Segment Start: PROVIDED DATA

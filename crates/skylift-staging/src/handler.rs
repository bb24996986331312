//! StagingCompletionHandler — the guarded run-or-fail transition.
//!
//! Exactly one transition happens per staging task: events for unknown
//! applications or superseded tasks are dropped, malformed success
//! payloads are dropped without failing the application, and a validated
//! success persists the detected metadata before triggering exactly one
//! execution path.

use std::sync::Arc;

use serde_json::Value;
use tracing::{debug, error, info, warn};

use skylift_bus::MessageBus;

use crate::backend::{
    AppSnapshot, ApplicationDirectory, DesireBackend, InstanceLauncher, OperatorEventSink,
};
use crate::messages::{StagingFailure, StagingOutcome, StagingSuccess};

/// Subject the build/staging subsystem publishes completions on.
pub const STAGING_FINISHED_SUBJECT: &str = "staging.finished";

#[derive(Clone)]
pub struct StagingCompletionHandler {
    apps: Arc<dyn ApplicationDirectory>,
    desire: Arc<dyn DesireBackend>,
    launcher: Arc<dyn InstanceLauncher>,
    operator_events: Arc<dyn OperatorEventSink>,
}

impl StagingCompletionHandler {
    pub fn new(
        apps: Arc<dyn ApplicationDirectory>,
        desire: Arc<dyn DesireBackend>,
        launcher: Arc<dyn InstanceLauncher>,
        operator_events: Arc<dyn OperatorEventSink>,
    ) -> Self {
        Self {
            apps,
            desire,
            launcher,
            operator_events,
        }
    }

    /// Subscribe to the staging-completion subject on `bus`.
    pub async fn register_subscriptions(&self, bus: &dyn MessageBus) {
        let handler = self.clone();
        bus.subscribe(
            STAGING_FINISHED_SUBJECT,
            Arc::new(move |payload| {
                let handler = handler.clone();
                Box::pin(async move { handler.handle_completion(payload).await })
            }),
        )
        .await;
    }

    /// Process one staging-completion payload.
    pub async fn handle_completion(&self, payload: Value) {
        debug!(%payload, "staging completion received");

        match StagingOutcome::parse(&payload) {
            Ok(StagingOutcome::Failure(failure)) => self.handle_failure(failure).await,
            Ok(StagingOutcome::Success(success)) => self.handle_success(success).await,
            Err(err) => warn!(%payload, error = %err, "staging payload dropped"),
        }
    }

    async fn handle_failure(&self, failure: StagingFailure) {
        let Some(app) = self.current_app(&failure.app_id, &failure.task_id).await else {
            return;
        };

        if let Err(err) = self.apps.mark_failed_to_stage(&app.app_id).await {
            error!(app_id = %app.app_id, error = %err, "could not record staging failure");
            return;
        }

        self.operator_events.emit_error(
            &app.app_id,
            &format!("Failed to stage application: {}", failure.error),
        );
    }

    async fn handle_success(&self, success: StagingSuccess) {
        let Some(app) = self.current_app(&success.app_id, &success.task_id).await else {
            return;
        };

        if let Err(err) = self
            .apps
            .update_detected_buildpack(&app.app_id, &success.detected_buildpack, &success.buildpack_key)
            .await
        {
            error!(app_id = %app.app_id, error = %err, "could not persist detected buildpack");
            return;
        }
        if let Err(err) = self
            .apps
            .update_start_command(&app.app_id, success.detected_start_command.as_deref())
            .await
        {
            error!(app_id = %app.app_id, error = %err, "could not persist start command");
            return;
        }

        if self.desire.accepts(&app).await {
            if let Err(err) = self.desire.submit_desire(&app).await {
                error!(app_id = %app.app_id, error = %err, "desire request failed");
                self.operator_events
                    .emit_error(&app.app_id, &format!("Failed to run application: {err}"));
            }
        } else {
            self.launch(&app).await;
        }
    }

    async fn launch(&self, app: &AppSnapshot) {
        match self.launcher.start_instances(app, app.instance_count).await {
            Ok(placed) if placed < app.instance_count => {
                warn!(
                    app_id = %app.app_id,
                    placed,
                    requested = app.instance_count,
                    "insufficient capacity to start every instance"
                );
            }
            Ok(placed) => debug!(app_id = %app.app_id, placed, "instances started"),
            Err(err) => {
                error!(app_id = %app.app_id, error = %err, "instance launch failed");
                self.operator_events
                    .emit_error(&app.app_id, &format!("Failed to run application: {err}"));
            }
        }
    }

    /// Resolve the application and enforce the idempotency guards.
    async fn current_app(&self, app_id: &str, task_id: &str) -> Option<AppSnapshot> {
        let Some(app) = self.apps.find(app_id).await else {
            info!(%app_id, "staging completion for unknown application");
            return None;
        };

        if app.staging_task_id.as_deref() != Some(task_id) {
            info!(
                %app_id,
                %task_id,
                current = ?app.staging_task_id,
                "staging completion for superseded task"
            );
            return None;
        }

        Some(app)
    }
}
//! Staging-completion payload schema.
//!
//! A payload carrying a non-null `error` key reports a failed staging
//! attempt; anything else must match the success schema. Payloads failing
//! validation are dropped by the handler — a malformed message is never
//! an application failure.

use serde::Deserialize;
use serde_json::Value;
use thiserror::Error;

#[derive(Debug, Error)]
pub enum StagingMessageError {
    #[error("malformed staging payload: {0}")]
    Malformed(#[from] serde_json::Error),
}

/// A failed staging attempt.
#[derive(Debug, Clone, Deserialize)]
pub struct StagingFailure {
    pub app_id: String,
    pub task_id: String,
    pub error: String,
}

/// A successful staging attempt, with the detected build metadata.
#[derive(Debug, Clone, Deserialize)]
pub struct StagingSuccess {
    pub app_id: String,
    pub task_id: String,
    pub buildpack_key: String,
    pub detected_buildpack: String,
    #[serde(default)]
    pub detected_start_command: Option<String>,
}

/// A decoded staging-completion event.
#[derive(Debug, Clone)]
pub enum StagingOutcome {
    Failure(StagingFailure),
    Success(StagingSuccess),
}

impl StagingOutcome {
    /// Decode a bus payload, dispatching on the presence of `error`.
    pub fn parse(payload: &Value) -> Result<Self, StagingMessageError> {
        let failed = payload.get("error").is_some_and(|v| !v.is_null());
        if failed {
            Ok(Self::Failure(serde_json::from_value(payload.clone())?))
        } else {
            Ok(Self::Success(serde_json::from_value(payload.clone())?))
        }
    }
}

Segment End: PROVIDED DATA
Segment Start: PROVIDED DATA

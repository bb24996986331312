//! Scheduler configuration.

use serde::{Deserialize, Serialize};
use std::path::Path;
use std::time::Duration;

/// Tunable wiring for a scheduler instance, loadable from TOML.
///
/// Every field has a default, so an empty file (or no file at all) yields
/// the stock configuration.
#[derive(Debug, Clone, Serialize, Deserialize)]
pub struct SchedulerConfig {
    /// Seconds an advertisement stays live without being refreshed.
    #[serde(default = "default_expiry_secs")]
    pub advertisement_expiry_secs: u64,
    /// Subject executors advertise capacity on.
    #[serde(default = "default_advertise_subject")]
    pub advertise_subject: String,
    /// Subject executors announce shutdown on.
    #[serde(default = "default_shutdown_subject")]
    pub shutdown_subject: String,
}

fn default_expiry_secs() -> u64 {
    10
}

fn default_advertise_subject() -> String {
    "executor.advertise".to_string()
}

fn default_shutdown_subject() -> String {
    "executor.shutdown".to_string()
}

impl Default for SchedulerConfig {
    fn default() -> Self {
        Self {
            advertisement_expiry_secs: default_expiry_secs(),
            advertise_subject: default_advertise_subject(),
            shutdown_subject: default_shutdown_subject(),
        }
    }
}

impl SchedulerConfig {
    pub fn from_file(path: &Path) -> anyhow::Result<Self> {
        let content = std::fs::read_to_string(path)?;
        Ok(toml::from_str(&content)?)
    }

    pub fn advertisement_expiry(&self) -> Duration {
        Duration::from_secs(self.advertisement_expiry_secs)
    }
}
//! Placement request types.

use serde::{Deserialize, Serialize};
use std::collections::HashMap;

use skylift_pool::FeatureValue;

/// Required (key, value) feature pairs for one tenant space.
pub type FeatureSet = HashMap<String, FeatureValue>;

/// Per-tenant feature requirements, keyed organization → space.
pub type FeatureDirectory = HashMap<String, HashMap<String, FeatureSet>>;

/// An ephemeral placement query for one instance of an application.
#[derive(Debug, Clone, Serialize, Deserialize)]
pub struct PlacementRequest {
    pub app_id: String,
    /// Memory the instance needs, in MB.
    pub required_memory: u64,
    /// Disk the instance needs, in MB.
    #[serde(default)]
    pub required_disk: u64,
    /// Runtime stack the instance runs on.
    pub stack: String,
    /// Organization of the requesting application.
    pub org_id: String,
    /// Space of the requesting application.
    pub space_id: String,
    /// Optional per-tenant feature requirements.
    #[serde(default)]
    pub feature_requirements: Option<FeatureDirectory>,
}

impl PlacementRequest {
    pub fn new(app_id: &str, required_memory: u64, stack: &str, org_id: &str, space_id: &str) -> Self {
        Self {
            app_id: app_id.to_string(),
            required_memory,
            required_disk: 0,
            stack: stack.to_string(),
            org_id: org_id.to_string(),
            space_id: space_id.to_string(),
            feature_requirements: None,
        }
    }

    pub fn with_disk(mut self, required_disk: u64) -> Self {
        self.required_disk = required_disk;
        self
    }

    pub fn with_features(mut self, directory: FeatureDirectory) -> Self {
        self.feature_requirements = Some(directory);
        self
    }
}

Segment End: PROVIDED DATA
Segment Start: PROVIDED DATA

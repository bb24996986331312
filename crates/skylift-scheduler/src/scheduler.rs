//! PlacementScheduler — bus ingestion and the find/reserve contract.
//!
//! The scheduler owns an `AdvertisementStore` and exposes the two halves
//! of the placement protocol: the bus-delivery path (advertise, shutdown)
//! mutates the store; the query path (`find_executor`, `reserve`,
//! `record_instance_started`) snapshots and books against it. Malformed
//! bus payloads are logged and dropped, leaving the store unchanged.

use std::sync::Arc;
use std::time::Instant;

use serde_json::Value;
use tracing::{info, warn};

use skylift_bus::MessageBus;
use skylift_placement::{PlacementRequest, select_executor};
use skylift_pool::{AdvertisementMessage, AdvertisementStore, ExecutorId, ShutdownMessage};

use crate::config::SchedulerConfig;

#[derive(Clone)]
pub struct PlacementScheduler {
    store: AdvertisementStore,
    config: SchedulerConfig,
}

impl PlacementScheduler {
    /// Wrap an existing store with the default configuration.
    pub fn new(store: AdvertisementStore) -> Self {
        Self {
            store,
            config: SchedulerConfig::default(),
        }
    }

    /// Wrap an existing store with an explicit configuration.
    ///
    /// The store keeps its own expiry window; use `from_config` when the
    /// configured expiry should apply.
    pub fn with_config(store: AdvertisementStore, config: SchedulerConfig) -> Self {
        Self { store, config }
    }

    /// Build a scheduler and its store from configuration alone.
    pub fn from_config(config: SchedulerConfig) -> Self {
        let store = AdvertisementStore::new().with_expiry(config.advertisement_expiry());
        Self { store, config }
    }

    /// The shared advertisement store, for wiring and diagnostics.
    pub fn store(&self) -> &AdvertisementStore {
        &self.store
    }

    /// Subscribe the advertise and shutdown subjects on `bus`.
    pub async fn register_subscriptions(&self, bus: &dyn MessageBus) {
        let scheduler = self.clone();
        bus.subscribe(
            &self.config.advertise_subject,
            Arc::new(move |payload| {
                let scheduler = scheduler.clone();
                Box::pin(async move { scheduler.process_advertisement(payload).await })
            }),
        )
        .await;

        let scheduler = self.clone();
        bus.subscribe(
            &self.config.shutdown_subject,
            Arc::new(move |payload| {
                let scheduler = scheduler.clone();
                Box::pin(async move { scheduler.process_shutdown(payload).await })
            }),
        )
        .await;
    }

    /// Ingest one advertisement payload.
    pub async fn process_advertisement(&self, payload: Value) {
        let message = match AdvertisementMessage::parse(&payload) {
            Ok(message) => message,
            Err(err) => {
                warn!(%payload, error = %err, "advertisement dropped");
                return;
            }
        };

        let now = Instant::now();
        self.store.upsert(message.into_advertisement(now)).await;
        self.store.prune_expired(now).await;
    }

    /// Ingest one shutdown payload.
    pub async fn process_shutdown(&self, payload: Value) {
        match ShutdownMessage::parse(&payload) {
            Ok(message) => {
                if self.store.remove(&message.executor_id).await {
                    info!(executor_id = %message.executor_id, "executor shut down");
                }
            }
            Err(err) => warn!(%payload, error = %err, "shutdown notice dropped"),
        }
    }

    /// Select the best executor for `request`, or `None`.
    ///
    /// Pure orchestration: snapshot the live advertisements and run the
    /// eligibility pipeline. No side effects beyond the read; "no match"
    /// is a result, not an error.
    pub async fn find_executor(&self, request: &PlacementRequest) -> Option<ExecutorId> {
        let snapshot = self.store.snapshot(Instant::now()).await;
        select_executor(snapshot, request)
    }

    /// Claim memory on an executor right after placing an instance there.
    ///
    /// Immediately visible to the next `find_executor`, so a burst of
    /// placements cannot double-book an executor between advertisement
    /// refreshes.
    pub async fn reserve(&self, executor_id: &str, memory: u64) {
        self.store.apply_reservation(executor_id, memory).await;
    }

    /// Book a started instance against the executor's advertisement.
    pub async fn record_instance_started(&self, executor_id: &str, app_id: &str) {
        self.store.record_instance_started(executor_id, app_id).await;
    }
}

Segment End: PROVIDED DATA

• YOUR INSTRUCTIONS:
From the data above, copy every line where "match" appears.

• EXERCISE RESULT:
        match StagingOutcome::parse(&payload) {
        match self.launcher.start_instances(app, app.instance_count).await {
//! attempt; anything else must match the success schema. Payloads failing
        let message = match AdvertisementMessage::parse(&payload) {
        match ShutdownMessage::parse(&payload) {
    /// eligibility pipeline. No side effects beyond the read; "no match"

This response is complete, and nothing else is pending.